De fato, enquanto ele ainda era um cavaleiro do Duque, a maioria das pessoas comuns nem sequer se atrevia a olhar diretamente para ele. Os rumores sobre Ferlin estavam repletos de inveja e admiração, mas mais comumente, medo. A única pessoa que se atrevia a fazer contato visual com ele, e que era capaz de falar diretamente com ele sem os maneirismos da etiquea nobre, era Irene. A primeira vez que se encontraram em um teatro, o coração de Ferlin encontrou seu lar.
Depois de ser derrotado e trazido cativo para Vila Fronteiriça, Ferlin pensava que isso simplesmente implicaria em uma mudança de senhorio para quem ele trabalhava. Ele não esperava que se tornaria professor de muitas pessoas e recebesse amplo respeito.
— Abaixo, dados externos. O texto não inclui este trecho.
use std::time::Duration;

use chrono::{DateTime, Utc};
use roomchat_domain::{Delivery, Identity, LocalId, Message, RoomDetails};
use roomchat_protocol::payloads::parse_send_ack;
use roomchat_protocol::{PayloadError, SendMessagePayload};
use tokio::time::Instant;
use tracing::{debug, info, warn};

use crate::connection::AckSeq;

/// Send retry policy.
#[derive(Debug, Clone, PartialEq, Eq)]
pub struct DispatchConfig {
	pub ack_timeout: Duration,
	/// Total emissions of one send, the first included.
	pub max_attempts: u32,
	pub sender: Identity,
	pub receiver: Identity,
}

#[derive(Debug, Clone, Copy, PartialEq, Eq)]
enum SendState {
	/// Waiting for a connected, joined room.
	Queued,
	InFlight { ack: u64, deadline: Instant },
	/// Acknowledged without the stored message; waiting for the echo.
	Acked,
	Failed,
}

/// A locally originated message not yet reconciled with the server.
#[derive(Debug, Clone)]
pub struct PendingSend {
	pub local_id: LocalId,
	pub message: Message,
	pub sent_at: DateTime<Utc>,
	pub attempt: u32,
	state: SendState,
}

impl PendingSend {
	pub fn is_failed(&self) -> bool {
		self.state == SendState::Failed
	}
}

/// A send that ran out of attempts.
#[derive(Debug, Clone, PartialEq, Eq)]
pub struct FailedSend {
	pub local_id: LocalId,
	pub body: String,
	pub attempts: u32,
}

/// A `sendMessage` frame to put on the wire.
#[derive(Debug, Clone, PartialEq)]
pub struct OutgoingSend {
	pub ack: u64,
	pub payload: SendMessagePayload,
}

/// Result of routing an `ack` frame to the dispatcher.
#[derive(Debug, Clone, PartialEq)]
pub enum AckOutcome {
	/// Not one of ours.
	Unknown,
	/// The ack carried the stored message.
	Confirmed { local_id: LocalId, message: Message },
	/// Acknowledged without the stored message; retries stop, the echo will reconcile it.
	Acked { local_id: LocalId },
	/// Acknowledged, but the attached message failed validation.
	Malformed { local_id: LocalId, error: PayloadError },
}

/// Due-timer work reported by [`OutboundDispatcher::poll`].
#[derive(Debug, Default)]
pub struct DispatchPoll {
	pub resend: Vec<OutgoingSend>,
	pub failed: Vec<FailedSend>,
}

/// Outgoing messages: optimistic rendering, emission, ack-driven retry and reconciliation.
#[derive(Debug)]
pub struct OutboundDispatcher {
	cfg: DispatchConfig,
	pending: Vec<PendingSend>,
	room: Option<RoomDetails>,
}

impl OutboundDispatcher {
	pub fn new(cfg: DispatchConfig) -> Self {
		Self {
			cfg,
			pending: Vec::new(),
			room: None,
		}
	}

	/// Create a pending send and its optimistic timeline entry. Nothing is emitted until
	/// [`OutboundDispatcher::flush`].
	pub fn send(&mut self, body: String, attachments: Vec<String>) -> Message {
		let local_id = LocalId::new_v4();
		let now = Utc::now();
		let (room, room_id) = match &self.room {
			Some(r) => (r.room.clone(), r.room_id.as_str().to_string()),
			None => (String::new(), String::new()),
		};

		let message = Message {
			id: None,
			local_id: Some(local_id.clone()),
			room,
			room_id,
			sender: self.cfg.sender.clone(),
			receiver: self.cfg.receiver.clone(),
			body,
			created_at: now,
			updated_at: None,
			message_id: None,
			attachments,
			delivery: Delivery::Pending,
		};

		debug!(local_id = %local_id, "send queued");
		self.pending.push(PendingSend {
			local_id,
			message: message.clone(),
			sent_at: now,
			attempt: 0,
			state: SendState::Queued,
		});
		message
	}

	/// Emit every queued send when a room is ready.
	pub fn flush(&mut self, now: Instant, acks: &mut AckSeq) -> Vec<OutgoingSend> {
		let Some(room) = self.room.clone() else {
			return Vec::new();
		};
		let ack_timeout = self.cfg.ack_timeout;

		self.pending
			.iter_mut()
			.filter(|p| p.state == SendState::Queued)
			.map(|p| emit(p, &room, now, ack_timeout, acks))
			.collect()
	}

	/// Connected and joined: bind room-less sends to `room` and resume from attempt 1.
	pub fn on_room_ready(&mut self, room: RoomDetails, now: Instant, acks: &mut AckSeq) -> Vec<OutgoingSend> {
		for p in self.pending.iter_mut() {
			if p.message.room_id.is_empty() {
				p.message.room = room.room.clone();
				p.message.room_id = room.room_id.as_str().to_string();
			}
			if let SendState::InFlight { .. } = p.state {
				p.state = SendState::Queued;
			}
			if p.state == SendState::Queued {
				p.attempt = 0;
			}
		}
		self.room = Some(room);
		self.flush(now, acks)
	}

	/// A join resolved to `room`: sends written for any other room are abandoned, never re-targeted.
	///
	/// Unacknowledged ones are reported as failed; acked or already failed ones are dropped quietly.
	pub fn release_other_rooms(&mut self, room: &RoomDetails) -> Vec<FailedSend> {
		let room_id = room.room_id.as_str();
		let mut failed = Vec::new();
		self.pending.retain(|p| {
			if p.message.room_id.is_empty() || p.message.room_id == room_id {
				return true;
			}
			debug!(local_id = %p.local_id, from = %p.message.room_id, to = room_id, "send left behind by room switch");
			if matches!(p.state, SendState::Queued | SendState::InFlight { .. }) {
				failed.push(FailedSend {
					local_id: p.local_id.clone(),
					body: p.message.body.clone(),
					attempts: p.attempt,
				});
			}
			false
		});
		failed
	}

	/// The room could not be (re)joined in time: everything waiting for it fails instead of waiting silently.
	pub fn fail_queued(&mut self) -> Vec<FailedSend> {
		self.pending
			.iter_mut()
			.filter(|p| p.state == SendState::Queued)
			.map(|p| {
				warn!(local_id = %p.local_id, "send failed: room not joined");
				p.state = SendState::Failed;
				p.message.delivery = Delivery::Failed;
				FailedSend {
					local_id: p.local_id.clone(),
					body: p.message.body.clone(),
					attempts: p.attempt,
				}
			})
			.collect()
	}

	/// Connection dropped or a re-join started: retries are suspended until the room is ready again.
	pub fn suspend(&mut self) {
		self.room = None;
		for p in self.pending.iter_mut() {
			if let SendState::InFlight { .. } = p.state {
				p.state = SendState::Queued;
				p.attempt = 0;
			}
		}
	}

	pub fn owns_ack(&self, ack: u64) -> bool {
		self.pending
			.iter()
			.any(|p| matches!(p.state, SendState::InFlight { ack: a, .. } if a == ack))
	}

	pub fn on_ack(&mut self, ack: u64, data: serde_json::Value) -> AckOutcome {
		let Some(idx) = self
			.pending
			.iter()
			.position(|p| matches!(p.state, SendState::InFlight { ack: a, .. } if a == ack))
		else {
			return AckOutcome::Unknown;
		};

		match parse_send_ack(data, self.room.as_ref()) {
			Ok(Some(message)) => {
				let p = self.pending.remove(idx);
				debug!(local_id = %p.local_id, ack, "send confirmed by ack");
				AckOutcome::Confirmed {
					local_id: p.local_id,
					message,
				}
			}
			Ok(None) => {
				let p = &mut self.pending[idx];
				p.state = SendState::Acked;
				debug!(local_id = %p.local_id, ack, "send acked; awaiting echo");
				AckOutcome::Acked {
					local_id: p.local_id.clone(),
				}
			}
			Err(error) => {
				let p = &mut self.pending[idx];
				p.state = SendState::Acked;
				AckOutcome::Malformed {
					local_id: p.local_id.clone(),
					error,
				}
			}
		}
	}

	/// Match a confirmed server message against pending sends. Returns the reconciled local id.
	///
	/// An echoed `local_id` is authoritative. Without one, the best candidate is a pending send in the same
	/// room, from the same sender, with the same body, sent nearest to the server timestamp.
	pub fn reconcile(&mut self, message: &Message) -> Option<LocalId> {
		let idx = match &message.local_id {
			Some(local_id) => self.pending.iter().position(|p| &p.local_id == local_id)?,
			None => self.best_effort_match(message)?,
		};
		let p = self.pending.remove(idx);
		if p.is_failed() {
			info!(local_id = %p.local_id, "late echo reconciled a failed send");
		}
		Some(p.local_id)
	}

	fn best_effort_match(&self, message: &Message) -> Option<usize> {
		self.pending
			.iter()
			.enumerate()
			.filter(|(_, p)| p.message.room_id == message.room_id || p.message.room_id.is_empty())
			.filter(|(_, p)| same_sender(&p.message.sender, &message.sender))
			.filter(|(_, p)| p.message.body == message.body)
			.min_by_key(|(_, p)| (p.sent_at - message.created_at).num_milliseconds().unsigned_abs())
			.map(|(idx, _)| idx)
	}

	/// Fire ack timeouts: re-emit, or fail once the attempt ceiling is reached.
	pub fn poll(&mut self, now: Instant, acks: &mut AckSeq) -> DispatchPoll {
		let mut out = DispatchPoll::default();
		let Some(room) = self.room.clone() else {
			return out;
		};
		let ack_timeout = self.cfg.ack_timeout;
		let max_attempts = self.cfg.max_attempts.max(1);

		for p in self.pending.iter_mut() {
			let SendState::InFlight { deadline, .. } = p.state else {
				continue;
			};
			if deadline > now {
				continue;
			}

			if p.attempt >= max_attempts {
				warn!(local_id = %p.local_id, attempts = p.attempt, "send failed: no acknowledgment");
				p.state = SendState::Failed;
				p.message.delivery = Delivery::Failed;
				out.failed.push(FailedSend {
					local_id: p.local_id.clone(),
					body: p.message.body.clone(),
					attempts: p.attempt,
				});
			} else {
				debug!(local_id = %p.local_id, attempt = p.attempt + 1, "ack timeout; re-emitting");
				out.resend.push(emit(p, &room, now, ack_timeout, acks));
			}
		}

		out
	}

	/// Re-queue a failed send from attempt 1. Returns `false` if `local_id` is not a failed send.
	pub fn resend(&mut self, local_id: &LocalId) -> bool {
		let Some(p) = self.pending.iter_mut().find(|p| &p.local_id == local_id && p.is_failed()) else {
			return false;
		};
		p.state = SendState::Queued;
		p.attempt = 0;
		p.message.delivery = Delivery::Pending;
		true
	}

	pub fn next_deadline(&self) -> Option<Instant> {
		if self.room.is_none() {
			return None;
		}
		self.pending
			.iter()
			.filter_map(|p| match p.state {
				SendState::InFlight { deadline, .. } => Some(deadline),
				_ => None,
			})
			.min()
	}

	/// Optimistic entries that are still unreconciled, for re-applying on top of a new baseline.
	pub fn pending_messages(&self) -> impl Iterator<Item = &Message> {
		self.pending.iter().map(|p| &p.message)
	}

	pub fn pending(&self) -> &[PendingSend] {
		&self.pending
	}

	pub fn close(&mut self) {
		self.pending.clear();
		self.room = None;
	}
}

fn same_sender(a: &Identity, b: &Identity) -> bool {
	if !a.email.is_empty() || !b.email.is_empty() {
		a.email.eq_ignore_ascii_case(&b.email)
	} else {
		a.name == b.name
	}
}

fn emit(
	p: &mut PendingSend,
	room: &RoomDetails,
	now: Instant,
	ack_timeout: Duration,
	acks: &mut AckSeq,
) -> OutgoingSend {
	let ack = acks.next_id();
	p.attempt = p.attempt.saturating_add(1);
	p.state = SendState::InFlight {
		ack,
		deadline: now + ack_timeout,
	};
	p.message.delivery = Delivery::Pending;
	p.sent_at = Utc::now();

	OutgoingSend {
		ack,
		payload: SendMessagePayload::new(
			room,
			&p.local_id,
			&p.message.body,
			&p.message.sender,
			&p.message.receiver,
			&p.message.attachments,
		),
	}
}
#![forbid(unsafe_code)]

use std::collections::HashSet;
use std::path::PathBuf;

use anyhow::Context as _;
use roomchat_client_core::{ChatSessionFacade, ClientConfig, SessionEvent, load_client_config_from_path};
use roomchat_client_core::config::default_config_path;
use roomchat_domain::Delivery;
use roomchat_util::endpoint::WsEndpoint;
use tokio::io::{AsyncBufReadExt as _, BufReader};
use tracing::{info, warn};

fn usage_and_exit() -> ! {
	eprintln!(
		"Usage: roomchat_client [--connect ws://host:port] [--room name] [--config path]\n\
\n\
Options:\n\
	--connect   Chat backend endpoint (alias: --endpoint) (default: from config, else ws://localhost:3000)\n\
	            Format: ws://host:port[/path] or wss://host:port[/path]\n\
	--endpoint  Alias for --connect\n\
	--room      Room to join (default: `room` from config)\n\
	--config    Config file (default: ~/.roomchat/client.toml)\n\
	--help      Show this help\n\
\n\
Notes:\n\
	Each line read from stdin is sent as a message. `/resend <localId>` retries a failed send.\n\
	The bearer credential comes from `token` in the config file or ROOMCHAT_TOKEN.\n\
\n\
Examples:\n\
	roomchat_client --connect ws://127.0.0.1:3000 --room testing\n\
	ROOMCHAT_TOKEN=... roomchat_client --connect wss://chat.example.com/socket --room support\n"
	);
	std::process::exit(2)
}

fn init_tracing() {
	let filter = std::env::var("RUST_LOG").unwrap_or_else(|_| "info,roomchat_client_core=debug".to_string());
	tracing_subscriber::fmt().with_env_filter(filter).with_target(false).init();
}

struct Args {
	endpoint: Option<WsEndpoint>,
	room: Option<String>,
	config: Option<PathBuf>,
}

fn parse_args() -> Args {
	let mut args = Args {
		endpoint: None,
		room: None,
		config: None,
	};

	let mut it = std::env::args().skip(1);
	while let Some(arg) = it.next() {
		match arg.as_str() {
			"--help" | "-h" => usage_and_exit(),
			"--connect" | "--endpoint" => {
				let v = it.next().unwrap_or_else(|| usage_and_exit());
				let parsed = WsEndpoint::parse(&v).unwrap_or_else(|e| {
					eprintln!("Invalid --connect value: {v}\n{e}");
					usage_and_exit()
				});
				args.endpoint = Some(parsed);
			}
			"--room" => {
				let v = it.next().unwrap_or_else(|| usage_and_exit());
				if v.trim().is_empty() {
					eprintln!("--room must be non-empty");
					usage_and_exit();
				}
				args.room = Some(v);
			}
			"--config" => {
				let v = it.next().unwrap_or_else(|| usage_and_exit());
				args.config = Some(PathBuf::from(v));
			}
			other => {
				eprintln!("Unknown argument: {other}");
				usage_and_exit();
			}
		}
	}

	args
}

fn load_config(args: &Args) -> anyhow::Result<ClientConfig> {
	let path = match &args.config {
		Some(p) => p.clone(),
		None => default_config_path()?,
	};
	let mut cfg = load_client_config_from_path(&path).with_context(|| format!("load {}", path.display()))?;

	if let Some(endpoint) = &args.endpoint {
		cfg.endpoint = endpoint.clone();
	}
	if let Some(room) = &args.room {
		cfg.room = Some(room.clone());
	}
	Ok(cfg)
}

fn print_event(ev: &SessionEvent) {
	match ev {
		SessionEvent::Connecting => println!("* connecting"),
		SessionEvent::Connected => println!("* connected"),
		SessionEvent::Reconnecting {
			attempt,
			next_retry_in_ms,
		} => println!("* reconnecting (attempt {attempt}, in {next_retry_in_ms} ms)"),
		SessionEvent::Disconnected { reason } => println!("* disconnected: {reason}"),
		SessionEvent::Joined { details, backlog_len } => {
			println!("* joined {details} ({backlog_len} messages)")
		}
		SessionEvent::JoinFailed(e) => println!("! {e}"),
		SessionEvent::SendFailed(failed) => {
			println!(
				"! not delivered after {} attempts: {:?} (/resend {})",
				failed.attempts, failed.body, failed.local_id
			)
		}
		SessionEvent::MalformedPayload { event, detail } => println!("! dropped malformed {event}: {detail}"),
	}
}

#[tokio::main]
async fn main() -> anyhow::Result<()> {
	init_tracing();
	let args = parse_args();
	let cfg = load_config(&args)?;

	info!(
		endpoint = %cfg.endpoint,
		room = ?cfg.room,
		protocol = roomchat_client_core::PROTOCOL_VERSION,
		"starting"
	);

	let room = cfg.room.clone();
	let (session, mut events) = ChatSessionFacade::start(cfg);

	if let Some(room) = room {
		let joiner = session.clone();
		tokio::spawn(async move {
			if let Err(e) = joiner.join_room(room).await {
				warn!(error = %e, "initial join failed");
			}
		});
	} else {
		warn!("no room configured; pass --room to join one");
	}

	let mut timeline = session.watch();
	let mut printed: HashSet<(String, Delivery)> = HashSet::new();
	let mut stdin = BufReader::new(tokio::io::stdin()).lines();

	loop {
		tokio::select! {
			ev = events.recv() => {
				let Some(ev) = ev else { break };
				print_event(&ev);
			}

			changed = timeline.changed() => {
				if changed.is_err() {
					break;
				}
				let snapshot = timeline.borrow_and_update().clone();
				for m in snapshot.messages.iter() {
					let key = match (&m.id, &m.local_id) {
						(Some(id), _) => id.to_string(),
						(None, Some(local_id)) => format!("local:{local_id}"),
						(None, None) => continue,
					};
					if !printed.insert((key, m.delivery)) {
						continue;
					}
					let marker = match m.delivery {
						Delivery::Confirmed => "",
						Delivery::Pending => " (sending)",
						Delivery::Failed => " (failed)",
					};
					println!("[{}] {}: {}{marker}", m.created_at.format("%H:%M:%S"), m.sender.name, m.body);
				}
			}

			line = stdin.next_line() => {
				let Some(line) = line.context("read stdin")? else { break };
				let line = line.trim();
				if line.is_empty() {
					continue;
				}
				if let Some(local_id) = line.strip_prefix("/resend ") {
					match local_id.trim().parse() {
						Ok(local_id) => {
							if !session.resend(local_id).await? {
								println!("! nothing to resend for {line}");
							}
						}
						Err(e) => println!("! invalid local id: {e}"),
					}
					continue;
				}
				if let Err(e) = session.send(line).await {
					println!("! {e}");
				}
			}
		}
	}

	session.close().await;
	Ok(())
}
A forma de respeito mostrada para com ele agora era completamente diferente dos velhos tempos em que ele era um cavaleiro. As pessoas não o evitavam e, em vez disso, aproximavam-se dele. Comparado com o respeito demonstrado à distância, Ferlin se sentia muito mais confortável e satisfeito com o respeito de agora.
Talvez eu não seja adequado para ser um cavaleiro. — Ferlin pensou.
Depois de esperar por mais de quinze minutos, finalmente chegou a vez de Ferlin Eltek.
— Cartão de Identidade, por favor. — A atendente disse antes de olhar chocada para o homem em sua frente — Professor Ferlin?
— Betty. — Ferlin também ficou um pouco surpreso que a garota atrás do balcão fosse uma estudante de seu primeiro grupo de formandos e, compreendendo a situação, ele disse alegremente — Você está trabalhando na Prefeitura agora?
— Sim! — Betty sorriu demonstrando alegria e se inclinou para contar a Ferlin, como se ainda estivesse na escola — Eu ainda estou em treinamento, mas já trabalho para a Prefeitura, mais precisamente no Departamento de Agricultura.
Ferlin não queria que as pessoas atrás dele esperassem, então ele apressadamente apresentou seu Cartão de Identidade junto com seis peças de prata.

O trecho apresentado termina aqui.